The county council’s plan to delay taking action on decarbonisation, otherwise known as the Devon Carbon Plan, continues to achieve its aim as (bear with us) the county council cabinet responds to its consultation on its response to the Devon Climate Assembly’s responses to the subset of Interim Devon Carbon Plan issues it has successfully avoided confronting.
County Hall has so far spent three years talking with other regional stakeholders instead of taking necessary actions of which many only it, as the county’s transport authority, is capable.

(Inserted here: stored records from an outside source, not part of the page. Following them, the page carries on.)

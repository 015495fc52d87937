use linkerd_wdog::Router;
use std::net::SocketAddr;
use std::sync::Mutex;
use std::sync::atomic::{AtomicUsize, Ordering};

/// Records every accepted weight change; optionally refuses the first N
/// updates to exercise the watchdog's retry behavior.
pub struct MockRouter {
    log: Mutex<Vec<(SocketAddr, f64)>>,
    refusals: AtomicUsize,
}

impl MockRouter {
    pub fn new() -> MockRouter {
        MockRouter::refusing(0)
    }

    pub fn refusing(n: usize) -> MockRouter {
        MockRouter {
            log: Mutex::new(Vec::new()),
            refusals: AtomicUsize::new(n),
        }
    }

    pub fn updates(&self) -> Vec<(SocketAddr, f64)> {
        self.log.lock().unwrap().clone()
    }

    pub fn updates_for(&self, addr: SocketAddr) -> Vec<f64> {
        self.updates()
            .iter()
            .filter(|u| u.0 == addr)
            .map(|u| u.1)
            .collect()
    }

    pub fn last_for(&self, addr: SocketAddr) -> Option<f64> {
        self.updates_for(addr).last().cloned()
    }

    pub fn len(&self) -> usize {
        self.log.lock().unwrap().len()
    }
}

impl Router for MockRouter {
    fn change_dst(&self, addr: SocketAddr, weight: f64) -> bool {
        loop {
            let left = self.refusals.load(Ordering::SeqCst);
            if left == 0 {
                break;
            }
            if self.refusals
                   .compare_exchange(left, left - 1, Ordering::SeqCst, Ordering::SeqCst)
                   .is_ok() {
                return false;
            }
        }
        self.log.lock().unwrap().push((addr, weight));
        true
    }
}
use linkerd_wdog::{Backend, Check, CheckState, ProbeCtx};
use std::collections::{HashMap, HashSet, VecDeque};
use std::io;
use std::net::SocketAddr;
use std::sync::{Arc, Mutex};
use std::sync::atomic::{AtomicUsize, Ordering};
use std::time::Duration;

pub fn check(state: CheckState, latency: f64) -> Check {
    Check {
        ready: true,
        state,
        latency,
        others: String::new(),
    }
}

pub fn check_with_others(state: CheckState, latency: f64, others: &str) -> Check {
    Check {
        others: others.to_string(),
        ..check(state, latency)
    }
}

struct Plan {
    checks: VecDeque<Check>,
    repeat_last: bool,
}

/// A scripted prober: each worker publishes its address's planned checks
/// in order, one per drain, optionally repeating the last one forever.
/// Unplanned addresses get a worker that never reports anything.
pub struct MockBackend {
    plans: Mutex<HashMap<SocketAddr, Plan>>,
    failing: Mutex<HashSet<SocketAddr>>,
    spawned: AtomicUsize,
    active: AtomicUsize,
}

impl MockBackend {
    pub fn new() -> MockBackend {
        MockBackend {
            plans: Mutex::new(HashMap::new()),
            failing: Mutex::new(HashSet::new()),
            spawned: AtomicUsize::new(0),
            active: AtomicUsize::new(0),
        }
    }

    pub fn plan(&self, addr: SocketAddr, checks: Vec<Check>, repeat_last: bool) {
        let plan = Plan {
            checks: checks.into_iter().collect(),
            repeat_last,
        };
        self.plans.lock().unwrap().insert(addr, plan);
    }

    /// Makes workers for `addr` fail their startup handshake.
    pub fn fail_startup(&self, addr: SocketAddr) {
        self.failing.lock().unwrap().insert(addr);
    }

    /// Workers that ever confirmed startup.
    pub fn spawned(&self) -> usize {
        self.spawned.load(Ordering::SeqCst)
    }

    /// Workers currently running.
    pub fn active(&self) -> usize {
        self.active.load(Ordering::SeqCst)
    }

    fn next_check(&self, addr: &SocketAddr) -> Option<Check> {
        let mut plans = self.plans.lock().unwrap();
        let plan = match plans.get_mut(addr) {
            Some(plan) => plan,
            None => return None,
        };
        if plan.repeat_last && plan.checks.len() == 1 {
            plan.checks.front().cloned()
        } else {
            plan.checks.pop_front()
        }
    }
}

impl Backend for MockBackend {
    fn probe(&self, ctx: Arc<ProbeCtx>) {
        if self.failing.lock().unwrap().contains(&ctx.addr()) {
            ctx.confirm_startup(Err(io::Error::new(io::ErrorKind::ConnectionRefused,
                                                   "scripted startup failure")));
            return;
        }

        self.spawned.fetch_add(1, Ordering::SeqCst);
        self.active.fetch_add(1, Ordering::SeqCst);
        ctx.confirm_startup(Ok(()));

        loop {
            // publish the next planned check once the last one was drained
            if !ctx.has_unread_result() {
                if let Some(check) = self.next_check(&ctx.addr()) {
                    ctx.publish(check);
                }
            }
            if ctx.wait_quit(Duration::from_millis(5)) {
                break;
            }
        }

        ctx.retire();
        self.active.fetch_sub(1, Ordering::SeqCst);
    }
}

Its latest contribution to the process is to agree that winds farms “can be part of providing Devon’s energy needs”, that the county “needs better active and public transport infrastructure” which “should be more affordable and convenient” and that “much more must be done to support people to upgrade the energy efficiency of their homes and businesses”.
Anyone wondering how it has taken the county council three years to grasp these insights need only look at the Devon Carbon Plan’s slippery delivery timetable.
When the county council convened the Devon Climate Emergency Response Group in April 2019 it said it would “act now to tackle [the] climate emergency”, before scheduling the completed Devon Carbon Plan for adoption by November the following year.
Postponement has since followed postponement, as well as a decision to scrap the planned principal public consultation, supposedly to speed up the process.
Yesterday’s update: “We remain on schedule to have the Devon Carbon Plan available for organisations to consider adopting from the end of August 2022”.